Seperti yang di ucapkannya pagi tadi, Devario pulang saat hari sudah beranjak malam bahkan larut. Laki-laki itu tidak langsung menuju kamarnya, tapi seperti kebiasaannya, Devario akan lebih dulu masuk ke kamar Aliana dengan kunci duplikat yang dimilikinya. Ia selalu tidak tenang jika belum melihat langsung putri cantiknya itu.

Ceklek.

Devario melangkah masuk dengan hati-hati, tidak ingin sampai membangunkan Aliana yang sudah nyenyak dalam tidurnya. Namun begitu langkahnya semakin dekat, Devario menggelengkan kepalanya pelan saat mendapati gadis itu tidur dengan hanya menggunakan pakaian dalamnya. Selimut sudah terjatuh ke lantai, dan itu bukanlah hal yang baru pertama kali Devario lihat. Ia sudah tahu kebiasaan putrinya yang selalu kegerahan namun tidak pernah bisa tidur dalam keadaan AC menyala.

Memungut selimut yang tergeletak di lantai, kemudian menutupi tubuh hampir telanjang putrinya itu sebelum melayangkan kecupan singkat di pelipis Aliana seperti yang selalu dirinya lakukan untuk ucapan selamat malam.
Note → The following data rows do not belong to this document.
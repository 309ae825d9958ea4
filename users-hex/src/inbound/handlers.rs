//! HTTP request handlers.

use std::sync::Arc;

use axum::{
    Json,
    extract::{Query, State, rejection::JsonRejection},
    http::StatusCode,
    response::{IntoResponse, Response},
};

use users_types::{AppError, IdQuery, MessageResponse, User, UserStore};

use crate::UserService;

/// Application state shared across handlers.
pub struct AppState<S: UserStore> {
    pub service: UserService<S>,
    /// Static bearer token required on API routes, if configured
    pub api_token: Option<String>,
}

/// Wrapper to implement IntoResponse for AppError (orphan rule workaround).
///
/// Errors are reported as plain text.
pub struct ApiError(pub AppError);

impl From<AppError> for ApiError {
    fn from(err: AppError) -> Self {
        ApiError(err)
    }
}

impl IntoResponse for ApiError {
    fn into_response(self) -> Response {
        let (status, message) = match self.0 {
            AppError::BadRequest(msg) => (StatusCode::BAD_REQUEST, msg),
            AppError::NotFound(msg) => (StatusCode::NOT_FOUND, msg),
            AppError::Internal(msg) => {
                tracing::error!(error = %msg, "request failed");
                (StatusCode::INTERNAL_SERVER_ERROR, msg)
            }
        };

        (status, message).into_response()
    }
}

fn invalid_payload(rejection: JsonRejection) -> AppError {
    AppError::BadRequest(format!("Invalid request payload: {}", rejection.body_text()))
}

fn require_id(query: &IdQuery) -> Result<&str, AppError> {
    query
        .id()
        .ok_or_else(|| AppError::BadRequest("ID is required".into()))
}

/// Health check endpoint.
pub async fn health() -> impl IntoResponse {
    Json(serde_json::json!({ "status": "healthy" }))
}

/// Create a user. The response carries the generated `id`.
#[tracing::instrument(skip_all)]
pub async fn create_user<S: UserStore>(
    State(state): State<Arc<AppState<S>>>,
    payload: Result<Json<User>, JsonRejection>,
) -> Result<impl IntoResponse, ApiError> {
    let Json(user) = payload.map_err(invalid_payload)?;

    let user = state
        .service
        .create_user(user)
        .await
        .map_err(AppError::into_internal)?;

    tracing::info!(user_id = %user.id, "user created");
    Ok((StatusCode::CREATED, Json(user)))
}

/// Get a user by logical ID. Every lookup failure is reported as 404.
#[tracing::instrument(skip(state))]
pub async fn get_user<S: UserStore>(
    State(state): State<Arc<AppState<S>>>,
    Query(query): Query<IdQuery>,
) -> Result<impl IntoResponse, ApiError> {
    let id = require_id(&query)?;

    let user = state
        .service
        .get_user_by_id(id)
        .await
        .map_err(AppError::into_not_found)?;
    Ok(Json(user))
}

/// List all users.
#[tracing::instrument(skip(state))]
pub async fn list_users<S: UserStore>(
    State(state): State<Arc<AppState<S>>>,
) -> Result<impl IntoResponse, ApiError> {
    let users = state
        .service
        .get_all_users()
        .await
        .map_err(AppError::into_not_found)?;
    Ok(Json(users))
}

/// Overwrite name, email and phone of an existing user.
#[tracing::instrument(skip_all)]
pub async fn update_user<S: UserStore>(
    State(state): State<Arc<AppState<S>>>,
    payload: Result<Json<User>, JsonRejection>,
) -> Result<impl IntoResponse, ApiError> {
    let Json(user) = payload.map_err(invalid_payload)?;

    if user.id.is_empty() {
        return Err(AppError::BadRequest("User ID is required".into()).into());
    }

    let user = state
        .service
        .update_user(user)
        .await
        .map_err(AppError::into_internal)?;
    Ok(Json(user))
}

/// Archive a user by page ID.
#[tracing::instrument(skip(state))]
pub async fn delete_user<S: UserStore>(
    State(state): State<Arc<AppState<S>>>,
    Query(query): Query<IdQuery>,
) -> Result<impl IntoResponse, ApiError> {
    let page_id = require_id(&query)?;

    state
        .service
        .delete_user_by_page_id(page_id)
        .await
        .map_err(AppError::into_internal)?;
    Ok(Json(MessageResponse::new("User deleted successfully")))
}
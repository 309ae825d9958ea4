//! User store port trait.
//!
//! This is the primary port in our hexagonal architecture.
//! The Notion adapter implements it; tests substitute in-memory doubles.

use crate::domain::User;
use crate::error::StoreError;

/// Capability set for persisting user records.
#[async_trait::async_trait]
pub trait UserStore: Send + Sync + 'static {
    /// Stores a new record under a freshly generated identifier.
    ///
    /// Returns the record as stored, with `id` (and `page_id` when the
    /// store reports one) filled in.
    async fn save(&self, user: User) -> Result<User, StoreError>;

    /// Finds the first record whose logical identifier equals `id`.
    async fn find_by_id(&self, id: &str) -> Result<User, StoreError>;

    /// Lists every stored record.
    async fn find_all(&self) -> Result<Vec<User>, StoreError>;

    /// Overwrites name, email and phone of the record at `user.page_id`.
    ///
    /// Fails without touching the store when `user.id` is empty.
    async fn update_user(&self, user: User) -> Result<User, StoreError>;

    /// Archives the record stored at `page_id`.
    ///
    /// Fails without touching the store when `page_id` is empty.
    async fn delete_user_by_page_id(&self, page_id: &str) -> Result<(), StoreError>;
}
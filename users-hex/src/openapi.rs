//! OpenAPI document for the HTTP surface.

#![allow(dead_code)] // Path functions are only used by utoipa for documentation generation

use users_types::{IdQuery, MessageResponse, User};
use utoipa::{
    Modify, OpenApi,
    openapi::security::{Http, HttpAuthScheme, SecurityScheme},
};

// Dummy functions to generate path documentation
// These are not the actual handlers, just for OpenAPI path generation

/// Health check endpoint
#[utoipa::path(
    get,
    path = "/health",
    tag = "health",
    responses(
        (status = 200, description = "Service is healthy", body = inline(serde_json::Value), example = json!({"status": "healthy"}))
    )
)]
async fn health() {}

/// Create a user
#[utoipa::path(
    post,
    path = "/users",
    tag = "users",
    request_body = User,
    security(("bearer_auth" = [])),
    responses(
        (status = 201, description = "User created with a generated id", body = User),
        (status = 400, description = "Malformed JSON body", body = String, content_type = "text/plain"),
        (status = 500, description = "Remote store rejected the page", body = String, content_type = "text/plain")
    )
)]
async fn create_user() {}

/// Get a user by logical ID
#[utoipa::path(
    get,
    path = "/users/get",
    tag = "users",
    params(IdQuery),
    security(("bearer_auth" = [])),
    responses(
        (status = 200, description = "User details", body = User),
        (status = 400, description = "Missing id", body = String, content_type = "text/plain"),
        (status = 404, description = "User not found or lookup failed", body = String, content_type = "text/plain")
    )
)]
async fn get_user() {}

/// List all users
#[utoipa::path(
    get,
    path = "/users/getall",
    tag = "users",
    security(("bearer_auth" = [])),
    responses(
        (status = 200, description = "List of users", body = Vec<User>),
        (status = 404, description = "Listing failed", body = String, content_type = "text/plain")
    )
)]
async fn list_users() {}

/// Overwrite name, email and phone of a user
///
/// The record is addressed by `pageid`; `id` must be present.
#[utoipa::path(
    put,
    path = "/users/update",
    tag = "users",
    request_body = User,
    security(("bearer_auth" = [])),
    responses(
        (status = 200, description = "User updated", body = User),
        (status = 400, description = "Malformed JSON body or missing id", body = String, content_type = "text/plain"),
        (status = 500, description = "Remote store rejected the update", body = String, content_type = "text/plain")
    )
)]
async fn update_user() {}

/// Archive a user by page ID
#[utoipa::path(
    delete,
    path = "/users/delete",
    tag = "users",
    params(IdQuery),
    security(("bearer_auth" = [])),
    responses(
        (status = 200, description = "User archived", body = MessageResponse),
        (status = 400, description = "Missing id", body = String, content_type = "text/plain"),
        (status = 500, description = "Remote store rejected the archive", body = String, content_type = "text/plain")
    )
)]
async fn delete_user() {}

/// OpenAPI documentation for the Users API.
#[derive(OpenApi)]
#[openapi(
    info(
        title = "Users Service API",
        version = "1.0.0",
        description = "CRUD endpoints for user records stored as pages in a Notion database.\n\n## Authentication\n\nWhen the server is started with `API_TOKEN`, every `/users` endpoint requires:\n\n```\nAuthorization: Bearer <API_TOKEN>\n```",
        license(name = "MIT"),
    ),
    paths(
        health,
        create_user,
        get_user,
        list_users,
        update_user,
        delete_user,
    ),
    components(schemas(User, MessageResponse)),
    modifiers(&SecurityAddon),
    tags(
        (name = "health", description = "Health check endpoints"),
        (name = "users", description = "User record operations"),
    )
)]
pub struct ApiDoc;

/// Security scheme modifier for Bearer token authentication.
struct SecurityAddon;

impl Modify for SecurityAddon {
    fn modify(&self, openapi: &mut utoipa::openapi::OpenApi) {
        if let Some(components) = openapi.components.as_mut() {
            components.add_security_scheme(
                "bearer_auth",
                SecurityScheme::Http(Http::new(HttpAuthScheme::Bearer)),
            );
        }
    }
}
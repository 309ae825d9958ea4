//! # Users Client SDK
//!
//! A typed Rust client for the Users API.

use reqwest::{Client, RequestBuilder};
use serde::de::DeserializeOwned;

use users_types::{MessageResponse, User};

/// Error type for client operations.
#[derive(Debug, thiserror::Error)]
pub enum ClientError {
    #[error("HTTP error: {0}")]
    Http(#[from] reqwest::Error),

    #[error("API error: {status} - {message}")]
    Api { status: u16, message: String },

    #[error("JSON error: {0}")]
    Json(#[from] serde_json::Error),
}

/// Users API client.
pub struct UsersClient {
    base_url: String,
    api_token: Option<String>,
    http: Client,
}

impl UsersClient {
    /// Creates a new client.
    pub fn new(base_url: impl Into<String>) -> Self {
        Self {
            base_url: base_url.into().trim_end_matches('/').to_string(),
            api_token: None,
            http: Client::new(),
        }
    }

    /// Sets the bearer token sent with every request.
    pub fn with_api_token(mut self, api_token: impl Into<String>) -> Self {
        self.api_token = Some(api_token.into());
        self
    }

    /// Checks if the API is healthy.
    pub async fn health(&self) -> Result<bool, ClientError> {
        let resp = self
            .http
            .get(format!("{}/health", self.base_url))
            .send()
            .await?;
        Ok(resp.status().is_success())
    }

    /// Creates a user. The returned record carries the generated `id`.
    pub async fn create_user(
        &self,
        name: &str,
        email: &str,
        phone: &str,
    ) -> Result<User, ClientError> {
        let user = User::new(name, email, phone);
        self.execute(self.http.post(self.url("/users")).json(&user))
            .await
    }

    /// Gets a user by logical ID.
    pub async fn get_user(&self, id: &str) -> Result<User, ClientError> {
        self.execute(self.http.get(self.url("/users/get")).query(&[("id", id)]))
            .await
    }

    /// Lists all users.
    pub async fn list_users(&self) -> Result<Vec<User>, ClientError> {
        self.execute(self.http.get(self.url("/users/getall"))).await
    }

    /// Overwrites name, email and phone. `user.id` and `user.page_id` must be set.
    pub async fn update_user(&self, user: &User) -> Result<User, ClientError> {
        self.execute(self.http.put(self.url("/users/update")).json(user))
            .await
    }

    /// Archives the user stored at `page_id`.
    pub async fn delete_user(&self, page_id: &str) -> Result<MessageResponse, ClientError> {
        self.execute(
            self.http
                .delete(self.url("/users/delete"))
                .query(&[("id", page_id)]),
        )
        .await
    }

    fn url(&self, path: &str) -> String {
        format!("{}{}", self.base_url, path)
    }

    async fn execute<T: DeserializeOwned>(&self, mut req: RequestBuilder) -> Result<T, ClientError> {
        if let Some(token) = &self.api_token {
            req = req.bearer_auth(token);
        }
        let resp = req.send().await?;
        self.handle_response(resp).await
    }

    async fn handle_response<T: DeserializeOwned>(
        &self,
        resp: reqwest::Response,
    ) -> Result<T, ClientError> {
        let status = resp.status();
        let body = resp.text().await.unwrap_or_default();
        if status.is_success() {
            Ok(serde_json::from_str(&body)?)
        } else {
            Err(ClientError::Api {
                status: status.as_u16(),
                message: body,
            })
        }
    }
}
//! Integration tests for the users HTTP surface.
//!
//! The router is driven with `oneshot` against an in-memory store that
//! counts how many calls reach it.

use std::collections::HashMap;
use std::sync::{Arc, Mutex};
use std::sync::atomic::{AtomicUsize, Ordering};

use async_trait::async_trait;
use axum::{
    Router,
    body::Body,
    http::{Method, Request, StatusCode, header},
    response::Response,
};
use http_body_util::BodyExt;
use serde_json::{Value, json};
use tower::ServiceExt;
use users_hex::{UserService, inbound::HttpServer};
use users_types::{StoreError, User, UserStore};

/// In-memory store keyed by page ID.
#[derive(Default)]
struct StubStore {
    pages: Mutex<HashMap<String, User>>,
    calls: Arc<AtomicUsize>,
    fail_with: Option<u16>,
}

impl StubStore {
    fn failing(status: u16) -> Self {
        Self {
            fail_with: Some(status),
            ..Self::default()
        }
    }

    fn with_user(user: User) -> Self {
        let store = Self::default();
        store
            .pages
            .lock()
            .unwrap()
            .insert(user.page_id.clone(), user);
        store
    }

    fn call_counter(&self) -> Arc<AtomicUsize> {
        self.calls.clone()
    }

    fn touch(&self) -> Result<(), StoreError> {
        self.calls.fetch_add(1, Ordering::SeqCst);
        match self.fail_with {
            Some(status) => Err(StoreError::Remote {
                status,
                body: "remote failure".into(),
            }),
            None => Ok(()),
        }
    }
}

#[async_trait]
impl UserStore for StubStore {
    async fn save(&self, mut user: User) -> Result<User, StoreError> {
        self.touch()?;
        user.assign_new_id();
        user.page_id = format!("page-{}", user.id);
        self.pages
            .lock()
            .unwrap()
            .insert(user.page_id.clone(), user.clone());
        Ok(user)
    }

    async fn find_by_id(&self, id: &str) -> Result<User, StoreError> {
        self.touch()?;
        self.pages
            .lock()
            .unwrap()
            .values()
            .find(|u| u.id == id)
            .cloned()
            .ok_or_else(|| StoreError::NotFound(format!("user with ID {id} not found")))
    }

    async fn find_all(&self) -> Result<Vec<User>, StoreError> {
        self.touch()?;
        Ok(self.pages.lock().unwrap().values().cloned().collect())
    }

    async fn update_user(&self, user: User) -> Result<User, StoreError> {
        self.touch()?;
        self.pages
            .lock()
            .unwrap()
            .insert(user.page_id.clone(), user.clone());
        Ok(user)
    }

    async fn delete_user_by_page_id(&self, page_id: &str) -> Result<(), StoreError> {
        self.touch()?;
        self.pages.lock().unwrap().remove(page_id);
        Ok(())
    }
}

/// Wraps a store in a server with inbound auth disabled.
fn server(store: StubStore) -> HttpServer<StubStore> {
    HttpServer::new(UserService::new(store))
}

fn json_request(method: Method, uri: &str, body: Value) -> Request<Body> {
    Request::builder()
        .method(method)
        .uri(uri)
        .header(header::CONTENT_TYPE, "application/json")
        .body(Body::from(body.to_string()))
        .unwrap()
}

fn empty_request(method: Method, uri: &str) -> Request<Body> {
    Request::builder()
        .method(method)
        .uri(uri)
        .body(Body::empty())
        .unwrap()
}

async fn send(app: Router, request: Request<Body>) -> Response {
    app.oneshot(request).await.unwrap()
}

async fn body_json(response: Response) -> Value {
    let body = response.into_body().collect().await.unwrap().to_bytes();
    serde_json::from_slice(&body).unwrap()
}

async fn body_text(response: Response) -> String {
    let body = response.into_body().collect().await.unwrap().to_bytes();
    String::from_utf8(body.to_vec()).unwrap()
}

fn stored_user() -> User {
    User {
        id: "u-1".into(),
        name: "Ana".into(),
        email: "a@x.com".into(),
        phone: "123".into(),
        page_id: "page-1".into(),
    }
}

// ─────────────────────────────────────────────────────────────────────────────
// Create
// ─────────────────────────────────────────────────────────────────────────────

#[tokio::test]
async fn test_create_user_returns_201_with_generated_id() {
    let app = server(StubStore::default()).router();

    let response = send(
        app,
        json_request(
            Method::POST,
            "/users",
            json!({"name": "Ana", "email": "a@x.com", "telefone": "123"}),
        ),
    )
    .await;

    assert_eq!(response.status(), StatusCode::CREATED);
    let json = body_json(response).await;
    assert!(!json["id"].as_str().unwrap().is_empty());
    assert_eq!(json["name"], "Ana");
    assert_eq!(json["email"], "a@x.com");
    assert_eq!(json["telefone"], "123");
}

#[tokio::test]
async fn test_create_user_malformed_json_is_400() {
    let server = server(StubStore::default());

    let response = send(
        server.router(),
        Request::builder()
            .method(Method::POST)
            .uri("/users")
            .header(header::CONTENT_TYPE, "application/json")
            .body(Body::from("{not json"))
            .unwrap(),
    )
    .await;

    assert_eq!(response.status(), StatusCode::BAD_REQUEST);
    assert!(
        response
            .headers()
            .get(header::CONTENT_TYPE)
            .unwrap()
            .to_str()
            .unwrap()
            .starts_with("text/plain")
    );
}

#[tokio::test]
async fn test_create_user_store_failure_is_500() {
    let app = server(StubStore::failing(400)).router();

    let response = send(
        app,
        json_request(Method::POST, "/users", json!({"name": "Ana"})),
    )
    .await;

    assert_eq!(response.status(), StatusCode::INTERNAL_SERVER_ERROR);
    assert!(body_text(response).await.contains("remote failure"));
}

// ─────────────────────────────────────────────────────────────────────────────
// Get
// ─────────────────────────────────────────────────────────────────────────────

#[tokio::test]
async fn test_get_user_by_id() {
    let app = server(StubStore::with_user(stored_user())).router();

    let response = send(app, empty_request(Method::GET, "/users/get?id=u-1")).await;

    assert_eq!(response.status(), StatusCode::OK);
    let json = body_json(response).await;
    assert_eq!(json["name"], "Ana");
    assert_eq!(json["pageid"], "page-1");
}

#[tokio::test]
async fn test_get_unknown_user_is_404() {
    let app = server(StubStore::default()).router();

    let response = send(app, empty_request(Method::GET, "/users/get?id=nobody")).await;

    assert_eq!(response.status(), StatusCode::NOT_FOUND);
}

#[tokio::test]
async fn test_get_user_store_failure_is_404() {
    let app = server(StubStore::failing(500)).router();

    let response = send(app, empty_request(Method::GET, "/users/get?id=u-1")).await;

    assert_eq!(response.status(), StatusCode::NOT_FOUND);
}

#[tokio::test]
async fn test_get_user_without_id_is_400() {
    let server = server(StubStore::default());

    for uri in ["/users/get", "/users/get?id="] {
        let response = send(server.router(), empty_request(Method::GET, uri)).await;
        assert_eq!(response.status(), StatusCode::BAD_REQUEST, "{uri}");
    }
}

#[tokio::test]
async fn test_get_all_users() {
    let app = server(StubStore::with_user(stored_user())).router();

    let response = send(app, empty_request(Method::GET, "/users/getall")).await;

    assert_eq!(response.status(), StatusCode::OK);
    let json = body_json(response).await;
    assert_eq!(json.as_array().unwrap().len(), 1);
    assert_eq!(json[0]["id"], "u-1");
}

#[tokio::test]
async fn test_get_all_store_failure_is_404() {
    let app = server(StubStore::failing(502)).router();

    let response = send(app, empty_request(Method::GET, "/users/getall")).await;

    assert_eq!(response.status(), StatusCode::NOT_FOUND);
}

// ─────────────────────────────────────────────────────────────────────────────
// Update
// ─────────────────────────────────────────────────────────────────────────────

#[tokio::test]
async fn test_update_user() {
    let app = server(StubStore::with_user(stored_user())).router();

    let response = send(
        app,
        json_request(
            Method::PUT,
            "/users/update",
            json!({"id": "u-1", "pageid": "page-1", "name": "Ana Maria", "email": "am@x.com", "telefone": "999"}),
        ),
    )
    .await;

    assert_eq!(response.status(), StatusCode::OK);
    let json = body_json(response).await;
    assert_eq!(json["name"], "Ana Maria");
    assert_eq!(json["telefone"], "999");
}

#[tokio::test]
async fn test_update_accepts_patch() {
    let app = server(StubStore::with_user(stored_user())).router();

    let response = send(
        app,
        json_request(
            Method::PATCH,
            "/users/update",
            json!({"id": "u-1", "pageid": "page-1", "name": "Ana"}),
        ),
    )
    .await;

    assert_eq!(response.status(), StatusCode::OK);
}

#[tokio::test]
async fn test_update_without_id_is_400_and_skips_store() {
    let store = StubStore::default();
    let calls = store.call_counter();
    let server = server(store);

    let response = send(
        server.router(),
        json_request(
            Method::PUT,
            "/users/update",
            json!({"pageid": "page-1", "name": "Ana"}),
        ),
    )
    .await;

    assert_eq!(response.status(), StatusCode::BAD_REQUEST);
    assert_eq!(body_text(response).await, "User ID is required");
    assert_eq!(calls.load(Ordering::SeqCst), 0);
}

#[tokio::test]
async fn test_update_store_failure_is_500() {
    let app = server(StubStore::failing(404)).router();

    let response = send(
        app,
        json_request(
            Method::PUT,
            "/users/update",
            json!({"id": "u-1", "pageid": "page-1"}),
        ),
    )
    .await;

    assert_eq!(response.status(), StatusCode::INTERNAL_SERVER_ERROR);
}

// ─────────────────────────────────────────────────────────────────────────────
// Delete
// ─────────────────────────────────────────────────────────────────────────────

#[tokio::test]
async fn test_delete_user() {
    let app = server(StubStore::with_user(stored_user())).router();

    let response = send(app, empty_request(Method::DELETE, "/users/delete?id=page-1")).await;

    assert_eq!(response.status(), StatusCode::OK);
    assert_eq!(
        body_json(response).await,
        json!({"message": "User deleted successfully"})
    );
}

#[tokio::test]
async fn test_delete_without_id_is_400_and_skips_store() {
    let store = StubStore::default();
    let calls = store.call_counter();
    let server = server(store);

    let response = send(server.router(), empty_request(Method::DELETE, "/users/delete")).await;

    assert_eq!(response.status(), StatusCode::BAD_REQUEST);
    assert_eq!(body_text(response).await, "ID is required");
    assert_eq!(calls.load(Ordering::SeqCst), 0);
}

#[tokio::test]
async fn test_delete_store_failure_is_500() {
    let app = server(StubStore::failing(409)).router();

    let response = send(app, empty_request(Method::DELETE, "/users/delete?id=page-1")).await;

    assert_eq!(response.status(), StatusCode::INTERNAL_SERVER_ERROR);
}

// ─────────────────────────────────────────────────────────────────────────────
// Health, docs and auth
// ─────────────────────────────────────────────────────────────────────────────

#[tokio::test]
async fn test_health() {
    let app = server(StubStore::default()).router();

    let response = send(app, empty_request(Method::GET, "/health")).await;

    assert_eq!(response.status(), StatusCode::OK);
    assert_eq!(body_json(response).await, json!({"status": "healthy"}));
}

#[tokio::test]
async fn test_openapi_document_is_served() {
    let app = server(StubStore::default()).router();

    let response = send(app, empty_request(Method::GET, "/api-docs/openapi.json")).await;

    assert_eq!(response.status(), StatusCode::OK);
    let json = body_json(response).await;
    assert!(json["paths"].get("/users/getall").is_some());
}

fn authed_server() -> HttpServer<StubStore> {
    HttpServer::with_api_token(
        UserService::new(StubStore::with_user(stored_user())),
        Some("tok_123".into()),
    )
}

#[tokio::test]
async fn test_auth_rejects_missing_token() {
    let response = send(
        authed_server().router(),
        empty_request(Method::GET, "/users/getall"),
    )
    .await;

    assert_eq!(response.status(), StatusCode::UNAUTHORIZED);
}

#[tokio::test]
async fn test_auth_rejects_wrong_token() {
    let request = Request::builder()
        .uri("/users/getall")
        .header(header::AUTHORIZATION, "Bearer nope")
        .body(Body::empty())
        .unwrap();

    let response = send(authed_server().router(), request).await;

    assert_eq!(response.status(), StatusCode::UNAUTHORIZED);
}

#[tokio::test]
async fn test_auth_accepts_configured_token() {
    let request = Request::builder()
        .uri("/users/getall")
        .header(header::AUTHORIZATION, "Bearer tok_123")
        .body(Body::empty())
        .unwrap();

    let response = send(authed_server().router(), request).await;

    assert_eq!(response.status(), StatusCode::OK);
}

#[tokio::test]
async fn test_auth_leaves_health_open() {
    let response = send(authed_server().router(), empty_request(Method::GET, "/health")).await;

    assert_eq!(response.status(), StatusCode::OK);
}
//! Data Transfer Objects (DTOs) for requests and responses.

use serde::{Deserialize, Serialize};
use utoipa::{IntoParams, ToSchema};

/// Query string carrying a record identifier (`?id=...`).
#[derive(Debug, Clone, Default, Serialize, Deserialize, IntoParams)]
#[into_params(parameter_in = Query)]
pub struct IdQuery {
    /// Logical identifier for lookups, page identifier for deletes
    #[serde(default)]
    pub id: Option<String>,
}

impl IdQuery {
    /// Returns the identifier, treating an empty value as absent.
    pub fn id(&self) -> Option<&str> {
        self.id.as_deref().filter(|id| !id.is_empty())
    }
}

/// Response returned after archiving a record.
#[derive(Debug, Clone, Serialize, Deserialize, ToSchema)]
pub struct MessageResponse {
    #[schema(example = "User deleted successfully")]
    pub message: String,
}

impl MessageResponse {
    pub fn new(message: impl Into<String>) -> Self {
        Self {
            message: message.into(),
        }
    }
}
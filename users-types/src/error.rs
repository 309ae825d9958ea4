//! Error types for the users service.

/// Store-level errors (remote persistence failures).
#[derive(Debug, thiserror::Error)]
pub enum StoreError {
    #[error("Validation error: {0}")]
    Validation(String),

    #[error("{0}")]
    NotFound(String),

    #[error("Remote store returned {status}: {body}")]
    Remote { status: u16, body: String },

    #[error("Failed to execute request: {0}")]
    Transport(String),

    #[error("Failed to decode response: {0}")]
    Decode(String),
}

/// Application-level errors (for HTTP responses).
///
/// Maps cleanly to HTTP status codes.
#[derive(Debug, thiserror::Error)]
pub enum AppError {
    #[error("{0}")]
    BadRequest(String),

    #[error("{0}")]
    NotFound(String),

    #[error("{0}")]
    Internal(String),
}

impl AppError {
    /// Re-classifies any error as not-found, keeping its message.
    pub fn into_not_found(self) -> Self {
        match self {
            AppError::BadRequest(msg) | AppError::NotFound(msg) | AppError::Internal(msg) => {
                AppError::NotFound(msg)
            }
        }
    }

    /// Re-classifies a not-found error as internal. Client-input errors are kept.
    pub fn into_internal(self) -> Self {
        match self {
            AppError::NotFound(msg) => AppError::Internal(msg),
            other => other,
        }
    }
}

impl From<StoreError> for AppError {
    fn from(err: StoreError) -> Self {
        match err {
            StoreError::Validation(msg) => AppError::BadRequest(msg),
            StoreError::NotFound(msg) => AppError::NotFound(msg),
            e @ (StoreError::Remote { .. } | StoreError::Transport(_) | StoreError::Decode(_)) => {
                AppError::Internal(e.to_string())
            }
        }
    }
}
Setelah itu Devario melangkah menuju pintu kaca kamar Aliana yang terbuka cukup lebar guna masuknya angin. Aliana memang aneh, gadis itu tidak suka dinginnya AC, tapi selalu membiarkan angin malam masuk dan menyentuh kulitnya.

Setelah menutup pintu dan gordennya, Devario lalu kembali melangkah menuju ranjang Aliana dan betapa jengkelnya ia saat selimut yang baru saja dirinya tarik untuk menutupi tubuh Aliana kembali terongoh mengenaskan di lantai. Secepat itu? Devario hanya menggelengkan kepala geli melihatnya.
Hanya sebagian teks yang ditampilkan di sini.